Mom2K · 03/04/2025 22:24

Unless the wife has told you herself that they are in an open relationship, you aren't sure of anything.

Raise your bar. Plenty of men around who are not married. There's no excuse for this.

Yes. We have however genuinely fallen in love. This making it difficult to end.

OP posts:
PeriodHome · 03/04/2025 22:31

Itsaheadspinner · 03/04/2025 22:28

Doesn't mean because they don't share a bed that they aren't having sex. Lots of people sleep separately for practical reasons, snoring etc.
Like others have said if he was that unhappy he would've left long ago. You're his sidepiece and his ego boost.
Why would he uproot himself esp at his age?
It suits him to continue this way. Yes what man wouldn't have his cake and eat it?

They are not

OP posts:
OwlBasket · 03/04/2025 22:32

2/10

PeriodHome · 03/04/2025 22:33

OwlBasket · 03/04/2025 22:32

2/10

I don't understand this comment

OP posts:
Icanseethehedge · 03/04/2025 22:33

How lovely he's so loyal. 🙂

By the way, is he 60 or 63?

pompey38 · 03/04/2025 22:34

TheSassyAmberNewt · 03/04/2025 21:39

Why is he unable to make big life changing decisions?

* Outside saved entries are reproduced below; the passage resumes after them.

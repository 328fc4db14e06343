//! Error types for configuration and event decoding.
//!
//! None of these ever reach the agent execution path: the hook logs and
//! swallows them.

use thiserror::Error;

/// Errors raised while parsing [`OtelConfig`](crate::config::OtelConfig).
#[derive(Debug, Error)]
pub enum ConfigError {
    /// The configuration value is not a JSON object.
    #[error("configuration must be a JSON object")]
    NotAnObject,

    /// A field has the wrong type or an unknown enum value.
    #[error("invalid configuration: {0}")]
    Invalid(#[from] serde_json::Error),

    #[error("sampling_rate {0} is outside [0.0, 1.0]")]
    SamplingRate(f64),

    #[error("{0} must be greater than zero")]
    ZeroSized(&'static str),
}

/// Errors raised while decoding a raw kernel event.
#[derive(Debug, Clone, PartialEq, Eq, Error)]
pub enum EventError {
    /// The event name is not one the hook subscribes to.
    #[error("unknown event: {0}")]
    UnknownEvent(String),

    /// The payload carries no usable `session_id`.
    #[error("event {event} has no session_id")]
    MissingSessionId { event: String },
}

impl EventError {
    /// Returns `true` for events the hook never registered for.
    #[inline]
    pub fn is_unknown_event(&self) -> bool {
        matches!(self, Self::UnknownEvent(_))
    }
}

He’d rather be unhappy than support himself? I’d steer clear tbh.

My experience is that I’ve met quite a few men who claim to be unhappy in their current situation, but they aren’t man enough to make the leap into shaping their lives. They never take control of themselves and they’d rather be man-children and moan about it and cheat on their wives’. No morals and deeply unattractive to me. What’s to stop him doing the same to you if those are his values?

Money, it’s always money . Not in love enough if assets stops you getting together

PeriodHome · 03/04/2025 22:35

springbringshope · 03/04/2025 21:53

Logically I can see he may well be unhappy and in a rubbish marriage. But not unhappy enough to uproot his finances
he has now got both his financial stability and intimacy and fun.

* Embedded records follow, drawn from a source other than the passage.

//! Conversion of finished spans and metric points into OTLP messages.
//!
//! Both transports send the same request messages; only the framing
//! differs. Metric points are single observations, so counters become
//! delta-temporality monotonic sums and histograms become one-sample
//! histograms with no explicit buckets.

use amplifier_otel::attributes::keys;
use amplifier_otel::metrics::MetricKind;
use amplifier_otel::{
    AttributeValue, Attributes, FinishedSpan, MetricBatch, MetricPoint, OtelConfig, SpanBatch,
    SpanKind, SpanStatus,
};
use opentelemetry_proto::tonic::collector::metrics::v1::ExportMetricsServiceRequest;
use opentelemetry_proto::tonic::collector::trace::v1::ExportTraceServiceRequest;
use opentelemetry_proto::tonic::common::v1::{
    any_value, AnyValue, ArrayValue, InstrumentationScope, KeyValue,
};
use opentelemetry_proto::tonic::metrics::v1::{
    metric, number_data_point, AggregationTemporality, Histogram, HistogramDataPoint, Metric,
    NumberDataPoint, ResourceMetrics, ScopeMetrics, Sum,
};
use opentelemetry_proto::tonic::resource::v1::Resource;
use opentelemetry_proto::tonic::trace::v1::{span, status, ResourceSpans, ScopeSpans, Span, Status};

/// Instrumentation scope name reported with every signal.
pub const SCOPE_NAME: &str = "amplifier-otel";

/// Process-wide identity attached to every request.
#[derive(Debug, Clone)]
pub struct ResourceInfo {
    attributes: Vec<KeyValue>,
    scope_version: String,
}

impl ResourceInfo {
    pub fn from_config(config: &OtelConfig) -> Self {
        let mut attributes = vec![
            key_value(keys::SERVICE_NAME, &config.service_name.as_str().into()),
            key_value(keys::SERVICE_VERSION, &config.service_version.as_str().into()),
            key_value(keys::USER_ID, &config.resolved_user_id().into()),
        ];
        if let Some(team_id) = &config.team_id {
            attributes.push(key_value(keys::TEAM_ID, &team_id.as_str().into()));
        }

        Self {
            attributes,
            scope_version: config.service_version.clone(),
        }
    }

    fn resource(&self) -> Option<Resource> {
        Some(Resource {
            attributes: self.attributes.clone(),
            ..Default::default()
        })
    }

    fn scope(&self) -> Option<InstrumentationScope> {
        Some(InstrumentationScope {
            name: SCOPE_NAME.to_string(),
            version: self.scope_version.clone(),
            ..Default::default()
        })
    }

    pub fn attributes(&self) -> &[KeyValue] {
        &self.attributes
    }
}

// =============================================================================
// Attributes
// =============================================================================

fn any_value(value: &AttributeValue) -> AnyValue {
    let value = match value {
        AttributeValue::String(s) => any_value::Value::StringValue(s.clone()),
        AttributeValue::Int(i) => any_value::Value::IntValue(*i),
        AttributeValue::Float(f) => any_value::Value::DoubleValue(*f),
        AttributeValue::Bool(b) => any_value::Value::BoolValue(*b),
        AttributeValue::Array(items) => any_value::Value::ArrayValue(ArrayValue {
            values: items
                .iter()
                .map(|item| AnyValue {
                    value: Some(any_value::Value::StringValue(item.clone())),
                })
                .collect(),
        }),
    };
    AnyValue { value: Some(value) }
}

fn key_value(key: &str, value: &AttributeValue) -> KeyValue {
    KeyValue {
        key: key.to_string(),
        value: Some(any_value(value)),
    }
}

fn key_values(attributes: &Attributes) -> Vec<KeyValue> {
    attributes
        .iter()
        .map(|(key, value)| key_value(key, value))
        .collect()
}

// =============================================================================
// Traces
// =============================================================================

fn span_kind(kind: SpanKind) -> span::SpanKind {
    match kind {
        SpanKind::Internal => span::SpanKind::Internal,
        SpanKind::Server => span::SpanKind::Server,
        SpanKind::Client => span::SpanKind::Client,
    }
}

fn span_status(finished: &FinishedSpan) -> Status {
    let code = match finished.status {
        SpanStatus::Ok => status::StatusCode::Ok,
        SpanStatus::Error => status::StatusCode::Error,
        SpanStatus::Unset => status::StatusCode::Unset,
    };
    Status {
        message: finished.status_message.clone().unwrap_or_default(),
        code: code as i32,
    }
}

pub fn span(finished: &FinishedSpan) -> Span {
    Span {
        trace_id: finished.trace_id.to_be_bytes().to_vec(),
        span_id: finished.span_id.to_be_bytes().to_vec(),
        parent_span_id: finished
            .parent_span_id
            .map(|id| id.to_be_bytes().to_vec())
            .unwrap_or_default(),
        name: finished.name.clone(),
        kind: span_kind(finished.kind) as i32,
        start_time_unix_nano: finished.start_time,
        end_time_unix_nano: finished.end_time,
        attributes: key_values(&finished.attributes),
        events: finished
            .events
            .iter()
            .map(|event| span::Event {
                time_unix_nano: event.timestamp,
                name: event.name.clone(),
                attributes: key_values(&event.attributes),
                ..Default::default()
            })
            .collect(),
        status: Some(span_status(finished)),
        ..Default::default()
    }
}

pub fn trace_request(resource: &ResourceInfo, batch: &SpanBatch) -> ExportTraceServiceRequest {
    ExportTraceServiceRequest {
        resource_spans: vec![ResourceSpans {
            resource: resource.resource(),
            scope_spans: vec![ScopeSpans {
                scope: resource.scope(),
                spans: batch.spans.iter().map(span).collect(),
                ..Default::default()
            }],
            ..Default::default()
        }],
    }
}

// =============================================================================
// Metrics
// =============================================================================

pub fn metric(point: &MetricPoint) -> Metric {
    let attributes = key_values(&point.attributes);
    let data = match point.kind {
        MetricKind::Counter => metric::Data::Sum(Sum {
            data_points: vec![NumberDataPoint {
                attributes,
                start_time_unix_nano: point.timestamp,
                time_unix_nano: point.timestamp,
                value: Some(number_data_point::Value::AsDouble(point.value)),
                ..Default::default()
            }],
            aggregation_temporality: AggregationTemporality::Delta as i32,
            is_monotonic: true,
        }),
        MetricKind::Histogram => metric::Data::Histogram(Histogram {
            data_points: vec![HistogramDataPoint {
                attributes,
                start_time_unix_nano: point.timestamp,
                time_unix_nano: point.timestamp,
                count: 1,
                sum: Some(point.value),
                bucket_counts: vec![1],
                min: Some(point.value),
                max: Some(point.value),
                ..Default::default()
            }],
            aggregation_temporality: AggregationTemporality::Delta as i32,
        }),
    };

    Metric {
        name: point.name.clone(),
        unit: point.unit.clone(),
        data: Some(data),
        ..Default::default()
    }
}

pub fn metrics_request(resource: &ResourceInfo, batch: &MetricBatch) -> ExportMetricsServiceRequest {
    ExportMetricsServiceRequest {
        resource_metrics: vec![ResourceMetrics {
            resource: resource.resource(),
            scope_metrics: vec![ScopeMetrics {
                scope: resource.scope(),
                metrics: batch.points.iter().map(metric).collect(),
                ..Default::default()
            }],
            ..Default::default()
        }],
    }
}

no reason for him to change anything.

OP realistically you have one choice. Tell him you love him dearly but you are not willing to be his side piece. Split from him and tell him you will be available if and when he divorces his wife.

if he doesn’t then that tells you exactly how far up his priority list you are. If he loves you madly and knows he will lose you he will leave his wife. If he doesn’t then he values his stability more than he values you
it’s not complicated

This is what I will be doing...

OP posts:
Teado · 03/04/2025 22:35

Plenty of married/cohabiting men stay “for the kids”. What’s his excuse?

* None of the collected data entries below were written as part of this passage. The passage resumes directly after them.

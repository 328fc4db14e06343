//! OTLP backends for the Amplifier OpenTelemetry hook.
//!
//! `amplifier-otel` produces finished spans and metric points and hands them
//! to any [`TelemetryExporter`](amplifier_otel::TelemetryExporter). This
//! crate adds the two OTLP transports and [`mount`], which picks an exporter
//! from [`OtelConfig::exporter`](amplifier_otel::OtelConfig) and starts the
//! export pipeline behind the hook.
//!
//! ```no_run
//! use amplifier_otel::{ExporterKind, OtelConfig};
//! use serde_json::json;
//!
//! # async fn run() -> Result<(), Box<dyn std::error::Error>> {
//! let config = OtelConfig::default().with_exporter(ExporterKind::OtlpHttp);
//! let mounted = amplifier_otel_export::mount(&config)?;
//!
//! mounted.hook().on_event("session:start", &json!({"session_id": "s1"}));
//! mounted.hook().on_event("session:end", &json!({"session_id": "s1"}));
//!
//! mounted.shutdown().await?;
//! # Ok(())
//! # }
//! ```

pub mod mount;
pub mod otlp_grpc;
pub mod otlp_http;
pub mod proto;

pub use mount::{build_exporter, mount, mount_value, mount_with_exporter, MountError, Mounted};
pub use otlp_grpc::OtlpGrpcExporter;
pub use otlp_http::OtlpHttpExporter;
pub use proto::ResourceInfo;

Icanseethehedge · 03/04/2025 22:37

Teado · 03/04/2025 22:35

Plenty of married/cohabiting men stay “for the kids”. What’s his excuse?

Staying for his pension, most likely. 😉

TheObligingSwan · 03/04/2025 22:40

Icanseethehedge · 03/04/2025 22:37

Staying for his pension, most likely. 😉

But he's not married, so it's not that.

OP, why hasn't he left this "dead" relationship already?

sciaticafanatica · 03/04/2025 22:41

Man in desperate need for sex ends up sleeping with the single woman at work with the lowest self esteem.
who is gullible enough to believe anything he says for some adult intimacy.